# TASK DETAILS
From the entries below, please gather each line containing the string "next".

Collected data
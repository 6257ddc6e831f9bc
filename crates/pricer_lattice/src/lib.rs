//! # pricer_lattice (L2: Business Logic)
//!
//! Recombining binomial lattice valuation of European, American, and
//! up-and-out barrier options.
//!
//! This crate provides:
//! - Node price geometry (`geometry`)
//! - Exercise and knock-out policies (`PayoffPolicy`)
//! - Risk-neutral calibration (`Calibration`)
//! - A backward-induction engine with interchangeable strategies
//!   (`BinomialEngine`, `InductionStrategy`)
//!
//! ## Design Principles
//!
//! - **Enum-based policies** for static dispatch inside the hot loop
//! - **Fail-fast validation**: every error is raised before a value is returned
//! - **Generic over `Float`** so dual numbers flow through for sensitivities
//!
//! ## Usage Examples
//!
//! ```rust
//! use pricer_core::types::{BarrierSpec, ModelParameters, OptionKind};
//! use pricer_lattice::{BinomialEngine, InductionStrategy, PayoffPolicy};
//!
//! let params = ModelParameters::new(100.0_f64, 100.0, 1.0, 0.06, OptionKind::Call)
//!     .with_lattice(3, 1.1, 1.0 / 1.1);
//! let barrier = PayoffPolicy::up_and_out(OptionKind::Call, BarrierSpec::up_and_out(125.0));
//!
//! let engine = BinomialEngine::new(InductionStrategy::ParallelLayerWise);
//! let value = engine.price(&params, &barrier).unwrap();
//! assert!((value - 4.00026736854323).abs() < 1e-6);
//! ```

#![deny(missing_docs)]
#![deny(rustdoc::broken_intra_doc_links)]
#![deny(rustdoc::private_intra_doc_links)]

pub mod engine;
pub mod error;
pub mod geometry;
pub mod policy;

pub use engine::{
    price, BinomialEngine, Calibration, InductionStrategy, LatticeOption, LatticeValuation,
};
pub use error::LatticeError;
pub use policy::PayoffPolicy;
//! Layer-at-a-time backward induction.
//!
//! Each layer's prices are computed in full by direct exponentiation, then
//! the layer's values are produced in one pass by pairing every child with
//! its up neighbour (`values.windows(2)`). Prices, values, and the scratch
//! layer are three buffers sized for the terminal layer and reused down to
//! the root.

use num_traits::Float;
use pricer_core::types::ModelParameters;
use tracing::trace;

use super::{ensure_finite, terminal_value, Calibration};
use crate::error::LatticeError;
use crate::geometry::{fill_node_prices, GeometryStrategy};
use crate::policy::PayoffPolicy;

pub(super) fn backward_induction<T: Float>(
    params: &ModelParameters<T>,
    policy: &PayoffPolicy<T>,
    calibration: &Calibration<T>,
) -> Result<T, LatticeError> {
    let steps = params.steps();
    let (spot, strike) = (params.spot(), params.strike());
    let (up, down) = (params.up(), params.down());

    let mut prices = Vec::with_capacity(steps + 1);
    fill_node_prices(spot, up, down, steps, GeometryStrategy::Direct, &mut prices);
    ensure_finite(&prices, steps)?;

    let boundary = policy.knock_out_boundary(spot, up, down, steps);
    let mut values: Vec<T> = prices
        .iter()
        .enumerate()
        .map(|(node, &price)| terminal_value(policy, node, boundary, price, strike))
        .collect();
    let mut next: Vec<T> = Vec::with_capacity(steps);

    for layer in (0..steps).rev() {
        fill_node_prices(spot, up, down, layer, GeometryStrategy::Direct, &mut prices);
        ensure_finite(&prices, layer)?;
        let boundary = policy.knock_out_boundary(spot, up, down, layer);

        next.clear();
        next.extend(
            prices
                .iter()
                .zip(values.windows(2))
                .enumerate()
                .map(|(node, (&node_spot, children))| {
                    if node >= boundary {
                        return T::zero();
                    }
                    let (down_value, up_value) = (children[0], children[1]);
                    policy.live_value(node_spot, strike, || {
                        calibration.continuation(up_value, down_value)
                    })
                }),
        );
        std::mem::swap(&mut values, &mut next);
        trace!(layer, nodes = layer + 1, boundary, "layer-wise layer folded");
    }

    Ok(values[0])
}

# SOLUTION
    let mut next: Vec<T> = Vec::with_capacity(steps);
        next.clear();
        next.extend(
        std::mem::swap(&mut values, &mut next);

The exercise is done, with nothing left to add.